Although interictal spikes are thought to share pathophysiological mechanisms with partial-onset seizure discharges, positron emission tomographic studies of the interictal state have paradoxically shown focal hypometabolism whereas seizures produce hypermetabolism. To address this question, we performed functional mapping studies in an interictal spiking model in the rat. Recording screw electrodes were inserted through the skull bone so as to depress underlying cortex. Interictal spiking was subsequently induced by systemic administration of bicuculline methiodide. 2-deoxy[14C]glucose studies revealed increased glucose utilization in superficial and middle cortical layers at spiking screw sites. Nonspiking screw sites in the same animals and in controls did not show increased uptake.
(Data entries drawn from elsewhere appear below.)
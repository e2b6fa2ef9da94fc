use chrono::NaiveDate;
use std::collections::BTreeMap;

use super::latest_per_day;
use crate::models::habit_log::HabitLog;

/// Whether each logged day up to `today` counts as completed.
///
/// A day counts when any habit's resolved log for it is `completed`.
fn completed_days(logs: &[HabitLog], today: NaiveDate) -> BTreeMap<NaiveDate, bool> {
    let mut days = BTreeMap::new();
    for log in latest_per_day(logs) {
        if log.date > today {
            continue;
        }
        *days.entry(log.date).or_insert(false) |= log.is_completed();
    }
    days
}

/// Consecutive completed days ending at `today`. Zero unless today itself is completed.
pub fn current_streak(logs: &[HabitLog], today: NaiveDate) -> u32 {
    let mut streak = 0;
    let mut expected = today;

    for (date, completed) in completed_days(logs, today).iter().rev() {
        if *date != expected || !completed {
            break;
        }
        streak += 1;
        expected = match expected.pred_opt() {
            Some(prev) => prev,
            None => break,
        };
    }

    streak
}

/// Longest run of consecutive completed days on or before `today`.
pub fn longest_streak(logs: &[HabitLog], today: NaiveDate) -> u32 {
    let mut longest = 0;
    let mut run = 0;
    let mut prev: Option<NaiveDate> = None;

    for (date, completed) in completed_days(logs, today) {
        if !completed {
            run = 0;
            prev = None;
            continue;
        }
        run = match prev {
            Some(p) if p.succ_opt() == Some(date) => run + 1,
            _ => 1,
        };
        longest = longest.max(run);
        prev = Some(date);
    }

    longest
}
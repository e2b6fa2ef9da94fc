use chrono::{DateTime, Utc};
use serde::{Deserialize, Serialize};
use sqlx::FromRow;
use uuid::Uuid;
use validator::Validate;

use super::habit_log::LogStatus;

#[derive(Debug, Clone, Serialize, Deserialize, FromRow)]
pub struct Habit {
    pub id: Uuid,
    pub user_id: Uuid,
    pub name: String,
    pub description: Option<String>,
    /// Target number of days per week, 1-7.
    pub frequency: i32,
    pub created_at: DateTime<Utc>,
    pub updated_at: DateTime<Utc>,
}

pub const DEFAULT_FREQUENCY: i32 = 1;

#[derive(Debug, Deserialize, Validate)]
pub struct CreateHabitRequest {
    #[validate(length(min = 1, max = 200, message = "Name must be 1-200 characters"))]
    pub name: String,

    #[validate(length(max = 2000, message = "Description must be under 2000 characters"))]
    pub description: Option<String>,

    #[validate(range(min = 1, max = 7, message = "Frequency must be 1-7 days per week"))]
    pub frequency: Option<i32>,
}

/// Partial update, absent fields are left unchanged.
#[derive(Debug, Deserialize, Validate)]
pub struct UpdateHabitRequest {
    #[validate(length(min = 1, max = 200, message = "Name must be 1-200 characters"))]
    pub name: Option<String>,

    #[validate(length(max = 2000, message = "Description must be under 2000 characters"))]
    pub description: Option<String>,

    #[validate(range(min = 1, max = 7, message = "Frequency must be 1-7 days per week"))]
    pub frequency: Option<i32>,
}

impl CreateHabitRequest {
    /// Whitespace-only names pass the length check, so reject them separately.
    pub fn trimmed_name(&self) -> Option<&str> {
        let name = self.name.trim();
        (!name.is_empty()).then_some(name)
    }
}

#[derive(Debug, Serialize)]
pub struct HabitWithStatus {
    #[serde(flatten)]
    pub habit: Habit,
    pub today_status: Option<LogStatus>,
    pub is_complete: bool,
}
use sqlx::PgPool;
use std::{net::SocketAddr, sync::Arc, time::Duration};

mod app;
mod auth;
mod config;
mod db;
mod error;
mod handlers;
mod models;
mod realtime;
mod repository;
mod stats;

use auth::rate_limit::RateLimiter;
use config::Config;
use db::PgStore;
use realtime::ChangeFeed;

#[derive(Clone)]
pub struct AppState {
    pub db: PgPool,
    pub config: Arc<Config>,
    pub feed: ChangeFeed,
    pub rate_limiter: RateLimiter,
}

impl AppState {
    pub fn new(db: PgPool, config: Arc<Config>) -> Self {
        let feed = ChangeFeed::new(config.realtime_channel_capacity);
        let rate_limiter = RateLimiter::new(
            config.auth_rate_limit_max,
            Duration::from_secs(config.auth_rate_limit_window_secs),
        );
        Self {
            db,
            config,
            feed,
            rate_limiter,
        }
    }

    /// Log reads for the stats pipeline.
    pub fn store(&self) -> PgStore {
        PgStore::new(self.db.clone())
    }
}

#[tokio::main]
async fn main() -> anyhow::Result<()> {
    dotenvy::dotenv().ok();

    tracing_subscriber::fmt()
        .with_env_filter(
            tracing_subscriber::EnvFilter::try_from_default_env()
                .unwrap_or_else(|_| "habitlog_api=debug,tower_http=debug".into()),
        )
        .json()
        .init();

    let config = Arc::new(Config::from_env()?);

    let db = db::create_pool(&config.database_url).await?;

    sqlx::migrate!("./migrations").run(&db).await?;
    tracing::info!("Database migrations applied");

    let state = AppState::new(db, config.clone());
    state.rate_limiter.spawn_purger();

    let app = app::build_router(state)?;

    let addr = config.listen_addr();
    tracing::info!("Starting server on {}", addr);

    let listener = tokio::net::TcpListener::bind(&addr).await?;
    // Connect info feeds the per-IP auth rate limiter
    axum::serve(
        listener,
        app.into_make_service_with_connect_info::<SocketAddr>(),
    )
    .await?;

    Ok(())
}
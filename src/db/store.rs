use chrono::NaiveDate;
use sqlx::PgPool;
use uuid::Uuid;

use crate::models::habit_log::HabitLog;
use crate::repository::{LogFilter, LogRepository, RepoError};

// Creation days are UTC calendar days, matching the server's notion of today
const COUNT_HABITS_SQL: &str = r#"
    SELECT COUNT(*) FROM habits
    WHERE user_id = $1
      AND ($2::date IS NULL OR (created_at AT TIME ZONE 'UTC')::date <= $2)
"#;

/// [`LogRepository`] backed by the `habit_logs` and `habits` tables.
#[derive(Clone)]
pub struct PgStore {
    pool: PgPool,
}

impl PgStore {
    pub fn new(pool: PgPool) -> Self {
        Self { pool }
    }
}

impl LogRepository for PgStore {
    async fn fetch_logs(&self, user_id: Uuid, filter: &LogFilter) -> Result<Vec<HabitLog>, RepoError> {
        sqlx::query_as::<_, HabitLog>(
            r#"
            SELECT * FROM habit_logs
            WHERE user_id = $1
              AND ($2::uuid IS NULL OR habit_id = $2)
              AND ($3::date IS NULL OR log_date >= $3)
              AND ($4::date IS NULL OR log_date <= $4)
              AND ($5::log_status IS NULL OR status = $5)
            ORDER BY log_date DESC, updated_at DESC
            "#,
        )
        .bind(user_id)
        .bind(filter.habit_id)
        .bind(filter.from)
        .bind(filter.to)
        .bind(filter.status)
        .fetch_all(&self.pool)
        .await
        .map_err(|source| RepoError::Fetch {
            what: "habit logs",
            source,
        })
    }

    async fn count_habits(
        &self,
        user_id: Uuid,
        created_through: Option<NaiveDate>,
    ) -> Result<i64, RepoError> {
        sqlx::query_scalar::<_, i64>(COUNT_HABITS_SQL)
        .bind(user_id)
        .bind(created_through)
        .fetch_one(&self.pool)
        .await
        .map_err(|source| RepoError::Fetch {
            what: "habit count",
            source,
        })
    }
}
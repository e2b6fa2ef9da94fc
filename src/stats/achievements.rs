//! Achievement catalog and evaluation.
//!
//! The catalog is plain data; [`evaluate`] knows nothing about individual
//! achievements and only reads the metric each definition points at.

use chrono::NaiveDate;
use serde::Serialize;
use std::collections::HashMap;

use super::{latest_per_day, period, streak};
use crate::models::habit_log::HabitLog;

#[derive(Debug, Clone, Copy, Serialize, PartialEq, Eq)]
#[serde(rename_all = "lowercase")]
pub enum AchievementIcon {
    Trophy,
    Star,
    Flame,
    Target,
}

#[derive(Debug, Clone, Copy, PartialEq, Eq)]
pub enum Metric {
    TotalCompleted,
    LongestStreak,
    PerfectWeeks,
}

#[derive(Debug, Clone, Copy)]
pub struct AchievementDefinition {
    pub id: &'static str,
    pub title: &'static str,
    pub description: &'static str,
    pub icon: AchievementIcon,
    pub metric: Metric,
    pub target: u32,
}

pub const CATALOG: [AchievementDefinition; 4] = [
    AchievementDefinition {
        id: "getting_started",
        title: "Getting Started",
        description: "Complete your first habit",
        icon: AchievementIcon::Trophy,
        metric: Metric::TotalCompleted,
        target: 1,
    },
    AchievementDefinition {
        id: "habit_master",
        title: "Habit Master",
        description: "Complete 100 habits",
        icon: AchievementIcon::Star,
        metric: Metric::TotalCompleted,
        target: 100,
    },
    AchievementDefinition {
        id: "perfect_week",
        title: "Perfect Week",
        description: "Complete all habits for a week",
        icon: AchievementIcon::Flame,
        metric: Metric::PerfectWeeks,
        target: 1,
    },
    AchievementDefinition {
        id: "consistency_king",
        title: "Consistency King",
        description: "Maintain a 30-day streak",
        icon: AchievementIcon::Target,
        metric: Metric::LongestStreak,
        target: 30,
    },
];

/// Aggregates the catalog is evaluated against.
#[derive(Debug, Clone, Copy, Default, PartialEq, Eq)]
pub struct AchievementInputs {
    pub total_completed: u32,
    pub longest_streak: u32,
    pub perfect_weeks: u32,
}

impl AchievementInputs {
    pub fn from_logs(logs: &[HabitLog], total_habits: i64, today: NaiveDate) -> Self {
        let total_completed = latest_per_day(logs)
            .into_iter()
            .filter(|log| log.is_completed() && log.date <= today)
            .count() as u32;

        Self {
            total_completed,
            longest_streak: streak::longest_streak(logs, today),
            perfect_weeks: perfect_week_count(logs, total_habits, today),
        }
    }

    fn value(&self, metric: Metric) -> u32 {
        match metric {
            Metric::TotalCompleted => self.total_completed,
            Metric::LongestStreak => self.longest_streak,
            Metric::PerfectWeeks => self.perfect_weeks,
        }
    }
}

#[derive(Debug, Clone, Serialize, PartialEq, Eq)]
pub struct Achievement {
    pub id: &'static str,
    pub title: &'static str,
    pub description: &'static str,
    pub icon: AchievementIcon,
    pub target: u32,
    /// Metric value capped at `target`.
    pub progress: u32,
    pub unlocked: bool,
}

pub fn evaluate(catalog: &[AchievementDefinition], inputs: &AchievementInputs) -> Vec<Achievement> {
    catalog
        .iter()
        .map(|def| {
            let value = inputs.value(def.metric);
            Achievement {
                id: def.id,
                title: def.title,
                description: def.description,
                icon: def.icon,
                target: def.target,
                progress: value.min(def.target),
                unlocked: value >= def.target,
            }
        })
        .collect()
}

/// Perfect weeks in the history up to and including the week containing `today`.
///
/// A week is perfect when its completed logs cover every habit on every day.
pub fn perfect_week_count(logs: &[HabitLog], total_habits: i64, today: NaiveDate) -> u32 {
    if total_habits <= 0 {
        return 0;
    }
    let mut per_week: HashMap<NaiveDate, i64> = HashMap::new();
    for log in latest_per_day(logs) {
        if log.is_completed() && log.date <= period::week_end(today) {
            *per_week.entry(period::week_start(log.date)).or_default() += 1;
        }
    }
    per_week
        .values()
        .filter(|&&completed| completed >= total_habits * 7)
        .count() as u32
}
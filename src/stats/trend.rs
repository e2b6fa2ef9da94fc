use serde::Serialize;

use super::aggregator::StatValues;
use super::round_half_up;

/// Percentage change from `previous` to `current`.
///
/// A zero baseline reports 100 for any new activity and 0 otherwise.
pub fn percent_change(current: i64, previous: i64) -> i64 {
    if previous == 0 {
        return if current > 0 { 100 } else { 0 };
    }
    round_half_up(100.0 * (current - previous) as f64 / previous as f64)
}

#[derive(Debug, Clone, Copy, Serialize, PartialEq, Eq)]
pub struct StatTrends {
    pub total_habits: i64,
    pub completed_today: i64,
    pub weekly_progress: i64,
    pub current_streak: i64,
}

impl StatTrends {
    pub fn between(current: &StatValues, previous: &StatValues) -> Self {
        Self {
            total_habits: percent_change(current.total_habits, previous.total_habits),
            completed_today: percent_change(current.completed_today, previous.completed_today),
            weekly_progress: percent_change(current.weekly_progress, previous.weekly_progress),
            current_streak: percent_change(current.current_streak, previous.current_streak),
        }
    }
}
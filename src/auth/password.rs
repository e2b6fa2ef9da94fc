use argon2::{
    password_hash::{PasswordHash, PasswordHasher, PasswordVerifier, SaltString},
    Argon2,
};
use rand::rngs::OsRng;

use crate::error::{AppError, AppResult};

pub fn hash_password(password: &str) -> AppResult<String> {
    let salt = SaltString::generate(&mut OsRng);
    Argon2::default()
        .hash_password(password.as_bytes(), &salt)
        .map(|hash| hash.to_string())
        .map_err(|e| AppError::Internal(anyhow::anyhow!("Failed to hash password: {}", e)))
}

pub fn verify_password(password: &str, stored_hash: &str) -> AppResult<bool> {
    let parsed = PasswordHash::new(stored_hash)
        .map_err(|e| AppError::Internal(anyhow::anyhow!("Invalid stored password hash: {}", e)))?;
    Ok(Argon2::default()
        .verify_password(password.as_bytes(), &parsed)
        .is_ok())
}
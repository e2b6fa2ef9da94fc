use axum::{
    extract::{ConnectInfo, Request, State},
    middleware::Next,
    response::Response,
};
use std::{
    collections::HashMap,
    net::SocketAddr,
    sync::Arc,
    time::{Duration, Instant},
};
use tokio::{sync::Mutex, task::JoinHandle};

use crate::error::AppError;
use crate::AppState;

const MIN_PURGE_PERIOD: Duration = Duration::from_secs(1);

/// Fixed-window request counter keyed by caller, for single-instance deployments.
#[derive(Clone)]
pub struct RateLimiter {
    entries: Arc<Mutex<HashMap<String, Window>>>,
    max_requests: u32,
    window: Duration,
}

struct Window {
    count: u32,
    started: Instant,
}

impl RateLimiter {
    pub fn new(max_requests: u32, window: Duration) -> Self {
        Self {
            entries: Arc::new(Mutex::new(HashMap::new())),
            max_requests,
            window,
        }
    }

    /// Count one request for `key`. Returns the remaining allowance, or how
    /// long until the window resets once the key is exhausted.
    pub async fn check(&self, key: &str) -> Result<u32, Duration> {
        let mut entries = self.entries.lock().await;
        let now = Instant::now();

        let entry = entries.entry(key.to_string()).or_insert(Window {
            count: 0,
            started: now,
        });

        if now.duration_since(entry.started) > self.window {
            entry.count = 0;
            entry.started = now;
        }

        if entry.count >= self.max_requests {
            return Err(self.window.saturating_sub(now.duration_since(entry.started)));
        }

        entry.count += 1;
        Ok(self.max_requests - entry.count)
    }

    /// Drop windows idle for more than two periods.
    pub async fn purge_expired(&self) -> usize {
        let mut entries = self.entries.lock().await;
        let before = entries.len();
        let now = Instant::now();
        let keep_for = self.window * 2;
        entries.retain(|_, entry| now.duration_since(entry.started) < keep_for);
        before - entries.len()
    }

    pub fn spawn_purger(&self) -> JoinHandle<()> {
        let limiter = self.clone();
        // interval() panics on a zero period
        let every = self.window.max(MIN_PURGE_PERIOD);
        tokio::spawn(async move {
            let mut ticker = tokio::time::interval(every);
            loop {
                ticker.tick().await;
                let purged = limiter.purge_expired().await;
                if purged > 0 {
                    tracing::debug!(purged, "Purged idle rate limit windows");
                }
            }
        })
    }
}

/// Limits login/register/refresh attempts per client IP and path.
pub async fn limit_auth_attempts(
    State(state): State<AppState>,
    ConnectInfo(addr): ConnectInfo<SocketAddr>,
    req: Request,
    next: Next,
) -> Result<Response, AppError> {
    let ip = addr.ip().to_string();
    let path = req.uri().path().to_string();
    let key = format!("{}:{}", ip, path);

    match state.rate_limiter.check(&key).await {
        Ok(remaining) => {
            tracing::debug!(ip = %ip, path = %path, remaining, "Rate limit check passed");
            Ok(next.run(req).await)
        }
        Err(retry_after) => {
            tracing::warn!(
                ip = %ip,
                path = %path,
                retry_after_secs = retry_after.as_secs(),
                "Rate limit exceeded"
            );
            Err(AppError::RateLimited)
        }
    }
}
use anyhow::Context;
use axum::{
    body::Body,
    http::{header, HeaderValue, Method, Request},
    middleware,
    routing::{get, post},
    Router,
};
use tower_http::{compression::CompressionLayer, cors::CorsLayer, trace::TraceLayer};

use crate::auth;
use crate::handlers;
use crate::AppState;

/// Request span without the query string; `/ws` carries the access token there.
fn request_span(req: &Request<Body>) -> tracing::Span {
    tracing::debug_span!(
        "request",
        method = %req.method(),
        path = %req.uri().path(),
        version = ?req.version(),
    )
}

fn cors_layer(state: &AppState) -> anyhow::Result<CorsLayer> {
    let origins = state
        .config
        .allowed_origins()
        .into_iter()
        .map(|origin| {
            origin
                .parse::<HeaderValue>()
                .with_context(|| format!("Invalid CORS origin {:?}", origin))
        })
        .collect::<anyhow::Result<Vec<_>>>()?;

    Ok(CorsLayer::new()
        .allow_origin(origins)
        .allow_methods([
            Method::GET,
            Method::POST,
            Method::PUT,
            Method::DELETE,
            Method::OPTIONS,
        ])
        .allow_headers([header::AUTHORIZATION, header::CONTENT_TYPE, header::ACCEPT])
        .allow_credentials(true))
}

pub fn build_router(state: AppState) -> anyhow::Result<Router> {
    let auth_routes = Router::new()
        .route("/api/auth/register", post(handlers::auth::register))
        .route("/api/auth/login", post(handlers::auth::login))
        .route("/api/auth/refresh", post(handlers::auth::refresh))
        .layer(middleware::from_fn_with_state(
            state.clone(),
            auth::rate_limit::limit_auth_attempts,
        ));

    let public_routes = Router::new()
        .route("/health", get(handlers::health::health_check))
        .route("/readyz", get(handlers::health::readyz))
        .route("/ws", get(handlers::ws::ws_handler))
        .merge(auth_routes);

    let protected_routes = Router::new()
        .route("/api/me", get(handlers::auth::me))
        .route("/api/auth/logout", post(handlers::auth::logout))
        // Habits
        .route(
            "/api/habits",
            get(handlers::habits::list_habits).post(handlers::habits::create_habit),
        )
        .route(
            "/api/habits/:id",
            get(handlers::habits::get_habit)
                .put(handlers::habits::update_habit)
                .delete(handlers::habits::delete_habit),
        )
        .route("/api/habits/:id/stats", get(handlers::stats::get_habit_stats))
        // Logs
        .route(
            "/api/logs",
            get(handlers::logs::list_logs).post(handlers::logs::upsert_log),
        )
        .route("/api/logs/calendar", get(handlers::logs::get_calendar))
        .route("/api/logs/activity", get(handlers::logs::get_activity))
        // Stats
        .route("/api/stats", get(handlers::stats::get_stats))
        .route("/api/achievements", get(handlers::stats::get_achievements))
        .layer(middleware::from_fn_with_state(
            state.clone(),
            auth::middleware::require_auth,
        ));

    let cors = cors_layer(&state)?;

    Ok(Router::new()
        .merge(public_routes)
        .merge(protected_routes)
        .layer(cors)
        .layer(CompressionLayer::new())
        .layer(TraceLayer::new_for_http().make_span_with(request_span))
        .with_state(state))
}

#[cfg(test)]
mod tests {
    use super::*;
    use crate::auth::jwt::{create_token_pair, tests::test_config};
    use axum::http::StatusCode;
    use http_body_util::BodyExt;
    use sqlx::postgres::PgPoolOptions;
    use std::io::{self, Write};
    use std::sync::{Arc, Mutex};
    use tower::ServiceExt;
    use uuid::Uuid;

    // The pool never connects; these routes are rejected or answered before any query runs.
    fn test_state() -> AppState {
        let config = test_config();
        let db = PgPoolOptions::new()
            .connect_lazy(&config.database_url)
            .unwrap();
        AppState::new(db, Arc::new(config))
    }

    async fn send(request: Request<Body>) -> (StatusCode, serde_json::Value) {
        let app = build_router(test_state()).unwrap();
        let response = app.oneshot(request).await.unwrap();
        let status = response.status();
        let bytes = response.into_body().collect().await.unwrap().to_bytes();
        let body = serde_json::from_slice(&bytes).unwrap_or(serde_json::Value::Null);
        (status, body)
    }

    #[tokio::test]
    async fn test_health_check() {
        let (status, body) = send(Request::get("/health").body(Body::empty()).unwrap()).await;
        assert_eq!(status, StatusCode::OK);
        assert_eq!(body["status"], "ok");
        assert_eq!(body["service"], "habitlog-api");
    }

    #[tokio::test]
    async fn test_stats_requires_bearer_token() {
        let (status, body) = send(Request::get("/api/stats").body(Body::empty()).unwrap()).await;
        assert_eq!(status, StatusCode::UNAUTHORIZED);
        assert_eq!(body["error"]["code"], 401);
    }

    #[tokio::test]
    async fn test_garbage_token_rejected() {
        let request = Request::get("/api/habits")
            .header("Authorization", "Bearer not-a-jwt")
            .body(Body::empty())
            .unwrap();
        let (status, _) = send(request).await;
        assert_eq!(status, StatusCode::UNAUTHORIZED);
    }

    #[tokio::test]
    async fn test_refresh_token_cannot_authorize_requests() {
        let pair = create_token_pair(Uuid::new_v4(), "ada@example.com", &test_config()).unwrap();
        let request = Request::get("/api/achievements")
            .header("Authorization", format!("Bearer {}", pair.refresh_token))
            .body(Body::empty())
            .unwrap();
        let (status, _) = send(request).await;
        assert_eq!(status, StatusCode::UNAUTHORIZED);
    }

    #[tokio::test]
    async fn test_cors_preflight_allows_frontend() {
        let config = test_config();
        let request = Request::builder()
            .method(Method::OPTIONS)
            .uri("/api/habits")
            .header(header::ORIGIN, config.frontend_url.as_str())
            .header(header::ACCESS_CONTROL_REQUEST_METHOD, "POST")
            .body(Body::empty())
            .unwrap();

        let app = build_router(test_state()).unwrap();
        let response = app.oneshot(request).await.unwrap();
        assert_eq!(
            response
                .headers()
                .get(header::ACCESS_CONTROL_ALLOW_ORIGIN)
                .and_then(|v| v.to_str().ok()),
            Some(config.frontend_url.as_str())
        );
    }

    #[derive(Clone, Default)]
    struct CapturedLogs(Arc<Mutex<Vec<u8>>>);

    impl Write for CapturedLogs {
        fn write(&mut self, buf: &[u8]) -> io::Result<usize> {
            self.0.lock().unwrap().extend_from_slice(buf);
            Ok(buf.len())
        }

        fn flush(&mut self) -> io::Result<()> {
            Ok(())
        }
    }

    #[tokio::test]
    async fn test_request_logs_omit_query_string() {
        let logs = CapturedLogs::default();
        let writer = logs.clone();
        let subscriber = tracing_subscriber::fmt()
            .with_max_level(tracing::Level::DEBUG)
            .with_ansi(false)
            .with_writer(move || writer.clone())
            .finish();
        let _guard = tracing::subscriber::set_default(subscriber);

        let request = Request::get("/ws?token=secret-access-token")
            .body(Body::empty())
            .unwrap();
        let _ = send(request).await;

        let output = String::from_utf8(logs.0.lock().unwrap().clone()).unwrap();
        assert!(output.contains("path=/ws"), "request span missing: {}", output);
        assert!(!output.contains("secret-access-token"));
    }
}
use axum::{
    http::StatusCode,
    response::{IntoResponse, Response},
    Json,
};
use serde_json::json;

use crate::repository::RepoError;
use crate::stats::aggregator::StatsError;

#[derive(Debug, thiserror::Error)]
pub enum AppError {
    #[error("Authentication required")]
    Unauthorized,

    #[error("Not found: {0}")]
    NotFound(String),

    #[error("Validation error: {0}")]
    Validation(String),

    #[error("Conflict: {0}")]
    Conflict(String),

    #[error("Rate limited")]
    RateLimited,

    /// A read the client can simply retry later; prior state stays on screen.
    #[error("Temporarily unavailable: {0}")]
    Unavailable(String),

    #[error("Database error: {0}")]
    Database(#[from] sqlx::Error),

    #[error("Internal error: {0}")]
    Internal(#[from] anyhow::Error),
}

impl From<validator::ValidationErrors> for AppError {
    fn from(errors: validator::ValidationErrors) -> Self {
        AppError::Validation(errors.to_string())
    }
}

impl From<RepoError> for AppError {
    fn from(err: RepoError) -> Self {
        tracing::warn!(error = %err, "Data fetch failed");
        AppError::Unavailable("Failed to load data".into())
    }
}

impl From<StatsError> for AppError {
    fn from(err: StatsError) -> Self {
        match err {
            StatsError::Fetch(err) => err.into(),
        }
    }
}

impl IntoResponse for AppError {
    fn into_response(self) -> Response {
        let (status, message) = match &self {
            AppError::Unauthorized => (StatusCode::UNAUTHORIZED, self.to_string()),
            AppError::NotFound(msg) => (StatusCode::NOT_FOUND, msg.clone()),
            AppError::Validation(msg) => (StatusCode::UNPROCESSABLE_ENTITY, msg.clone()),
            AppError::Conflict(msg) => (StatusCode::CONFLICT, msg.clone()),
            AppError::RateLimited => (StatusCode::TOO_MANY_REQUESTS, self.to_string()),
            AppError::Unavailable(msg) => (StatusCode::SERVICE_UNAVAILABLE, msg.clone()),
            AppError::Database(e) => {
                tracing::error!(error = %e, "Database error");
                (
                    StatusCode::INTERNAL_SERVER_ERROR,
                    "Internal server error".into(),
                )
            }
            AppError::Internal(e) => {
                tracing::error!(error = %e, "Internal error");
                (
                    StatusCode::INTERNAL_SERVER_ERROR,
                    "Internal server error".into(),
                )
            }
        };

        let mut error = json!({
            "message": message,
            "code": status.as_u16(),
        });
        if matches!(self, AppError::Unavailable(_)) {
            error["transient"] = json!(true);
        }

        (status, Json(json!({ "error": error }))).into_response()
    }
}

pub type AppResult<T> = Result<T, AppError>;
Convulsive seizures caused additional 2-deoxy[14C]glucose uptake at screw sites and in widespread forebrain areas. c-fos immunoreactivity occurred in superficial cortex at interictal spiking, but not nonspiking, sites. Convulsive seizures induced widespread forebrain c-fos immunoreactivity. These data suggest interictal epileptiform activity occurs in cells adjacent to cortical injury; these activate deeper layers via local connections. Interictal and ictal epileptiform states share common mechanisms, as both induce glucose hypermetabolism and immediate-early gene product activation. Possible reasons for failure to detect hypermetabolism in interictal human subjects are discussed.